High intensity interval training pits a lot of stress on the central nervous system
All exercise stresses the central nervous system. The central nervous system becomes stronger as a response, just like muscles get weaker during training but stronger when they have the time and nutrients needed to recover. The greater the intensity of an exercise is, the greater the stress that is placed on the central nervous system. Putting too much stress on the central nervous system leads to negative symptoms like a weaker immune system, decreased ability to recover from and perform exercise, and over training syndrome. High intensity interval training stresses the central nervous system more than most exercises because of its intensity. This is why it is recommended that high intensity interval training should not be done for more than 3 times a week for most people. If your current weight training program is already putting a lot of strain on your central nervous system, then adding high intensity interval training might not be the best idea. If your central nervous system can handle the extra stress placed on it by adding high intensity interval training to your program, this won't be a problem.
Increased nutrient need
The body will respond to this exercise by scrambling to recover, even until long after the exercise is done. It will not only burn more fat cells because of this, but will also need more nutrients (protein, carbohydrates, fats, minerals, oxygen etc.) to recover. Make sure that your body has enough of the nutrients it needs so that the body does not end up breaking down muscle for those nutrients.
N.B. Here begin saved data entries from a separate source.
// SPDX-License-Identifier: MIT
//
// Copyright (c) 2025 Alexandre Severino
//
// Permission is hereby granted, free of charge, to any person obtaining a copy
// of this software and associated documentation files (the "Software"), to deal
// in the Software without restriction, including without limitation the rights
// to use, copy, modify, merge, publish, distribute, sublicense, and/or sell
// copies of the Software, and to permit persons to whom the Software is
// furnished to do so, subject to the following conditions:
//
// The above copyright notice and this permission notice shall be included in
// all copies or substantial portions of the Software.
//
// THE SOFTWARE IS PROVIDED "AS IS", WITHOUT WARRANTY OF ANY KIND, EXPRESS OR
// IMPLIED, INCLUDING BUT NOT LIMITED TO THE WARRANTIES OF MERCHANTABILITY,
// FITNESS FOR A PARTICULAR PURPOSE AND NONINFRINGEMENT. IN NO EVENT SHALL THE
// AUTHORS OR COPYRIGHT HOLDERS BE LIABLE FOR ANY CLAIM, DAMAGES OR OTHER
// LIABILITY, WHETHER IN AN ACTION OF CONTRACT, TORT OR OTHERWISE, ARISING FROM,
// OUT OF OR IN CONNECTION WITH THE SOFTWARE OR THE USE OR OTHER DEALINGS IN THE
// SOFTWARE.

use std::collections::HashMap;

use smallvec::SmallVec;

use crate::{
    error::{MeshError, MeshResult},
    geometry::point::Point3,
    mesh::{face::Face, half_edge::HalfEdge, vertex::Vertex},
    numeric::scalar::Scalar,
};

/// Half-edge surface mesh stored in index arenas.
///
/// Every directed edge `(from, to)` maps to exactly one half-edge through
/// `edge_map`. Edges seen by a single face get a border twin with
/// `face == None`; border half-edges are not linked into boundary loops.
#[derive(Debug, Clone)]
pub struct Mesh<T: Scalar> {
    pub vertices: Vec<Vertex<T>>,
    pub half_edges: Vec<HalfEdge>,
    pub faces: Vec<Face>,

    pub edge_map: HashMap<(usize, usize), usize>,
}

impl<T: Scalar> Default for Mesh<T> {
    fn default() -> Self {
        Self::new()
    }
}

impl<T: Scalar> Mesh<T> {
    pub fn new() -> Self {
        Self {
            vertices: Vec::new(),
            half_edges: Vec::new(),
            faces: Vec::new(),
            edge_map: HashMap::new(),
        }
    }

    /// Build a triangle mesh from a vertex list and index triples.
    pub fn from_triangles(points: Vec<Point3<T>>, triangles: &[[usize; 3]]) -> MeshResult<Self> {
        let mut mesh = Self::new();
        for p in points {
            mesh.add_vertex(p);
        }
        for &[a, b, c] in triangles {
            mesh.add_triangle(a, b, c)?;
        }
        Ok(mesh)
    }

    pub fn add_vertex(&mut self, position: Point3<T>) -> usize {
        let idx = self.vertices.len();
        self.vertices.push(Vertex::new(position));
        idx
    }

    /// Adds a triangle face given three vertex indices (in CCW order).
    pub fn add_triangle(&mut self, v0: usize, v1: usize, v2: usize) -> MeshResult<usize> {
        self.add_face(&[v0, v1, v2])
    }

    /// Adds a polygonal face given its vertex loop (in CCW order).
    /// Returns the index of the newly created face.
    pub fn add_face(&mut self, loop_vertices: &[usize]) -> MeshResult<usize> {
        self.check_face(loop_vertices)?;

        let face_idx = self.faces.len();
        let n = loop_vertices.len();
        let mut ring: SmallVec<[usize; 3]> = SmallVec::with_capacity(n);

        for i in 0..n {
            let from = loop_vertices[i];
            let to = loop_vertices[(i + 1) % n];

            if let Some(&he_idx) = self.edge_map.get(&(from, to)) {
                // A border half-edge left by the neighbor: claim it.
                self.half_edges[he_idx].face = Some(face_idx);
                ring.push(he_idx);
                continue;
            }

            let he_idx = self.half_edges.len();
            let mut he = HalfEdge::new(to);
            he.face = Some(face_idx);
            self.half_edges.push(he);
            self.edge_map.insert((from, to), he_idx);
            ring.push(he_idx);

            // Create border half-edge (to -> from). It lives "outside", so face=None.
            let border_idx = self.half_edges.len();
            let mut bhe = HalfEdge::new(from);
            bhe.twin = he_idx;
            bhe.next = border_idx;
            bhe.prev = border_idx;
            self.half_edges.push(bhe);
            self.edge_map.insert((to, from), border_idx);

            self.half_edges[he_idx].twin = border_idx;
        }

        // Link the face ring
        for i in 0..n {
            let h = ring[i];
            self.half_edges[h].next = ring[(i + 1) % n];
            self.half_edges[h].prev = ring[(i + n - 1) % n];
        }

        // Attach representative half-edges to vertices (don't overwrite if already set)
        for i in 0..n {
            self.vertices[loop_vertices[i]].half_edge.get_or_insert(ring[i]);
        }

        // representative half-edge ends at the first vertex of the loop
        self.faces.push(Face::new(ring[n - 1]));
        Ok(face_idx)
    }

    /// Validate a face loop without touching the mesh.
    fn check_face(&self, loop_vertices: &[usize]) -> MeshResult<()> {
        let n = loop_vertices.len();
        if n < 3 {
            return Err(MeshError::TooFewVertices(n));
        }

        for (i, &v) in loop_vertices.iter().enumerate() {
            if v >= self.vertices.len() {
                return Err(MeshError::InvalidVertexIndex {
                    index: v,
                    vertex_count: self.vertices.len(),
                });
            }
            if loop_vertices[..i].contains(&v) {
                return Err(MeshError::RepeatedVertex(v));
            }
        }

        for i in 0..n {
            let from = loop_vertices[i];
            let to = loop_vertices[(i + 1) % n];
            if let Some(&he_idx) = self.edge_map.get(&(from, to)) {
                if let Some(face) = self.half_edges[he_idx].face {
                    return Err(MeshError::NonManifoldEdge { from, to, face });
                }
            }
        }

        Ok(())
    }
}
Higher chance of injury than standard cardio
Because of the high intensity, the risk of injury is greater than most other exercises. This does not mean that high intensity interval training is particularly dangerous, but that caution must be taken to make sure that injury is avoided. Higher intensities (of any exercise) put more pressure on joints, for example, than lower intensities.
It takes a lot out of you
High intensity interval training takes a lot of energy. If you do it right, you will feel drained afterwards (and possibly for the next few days afterwards!). This needs to be taken into consideration when deciding when to perform this exercise. Doing it just before weight training, for example, will lower the amount of energy you have left for your weight training session.
High intensity interval training is a great way to burn fat, increase fitness and add a level of intensity to your program but will require extra energy, nutrients and planning. STAY STRONG!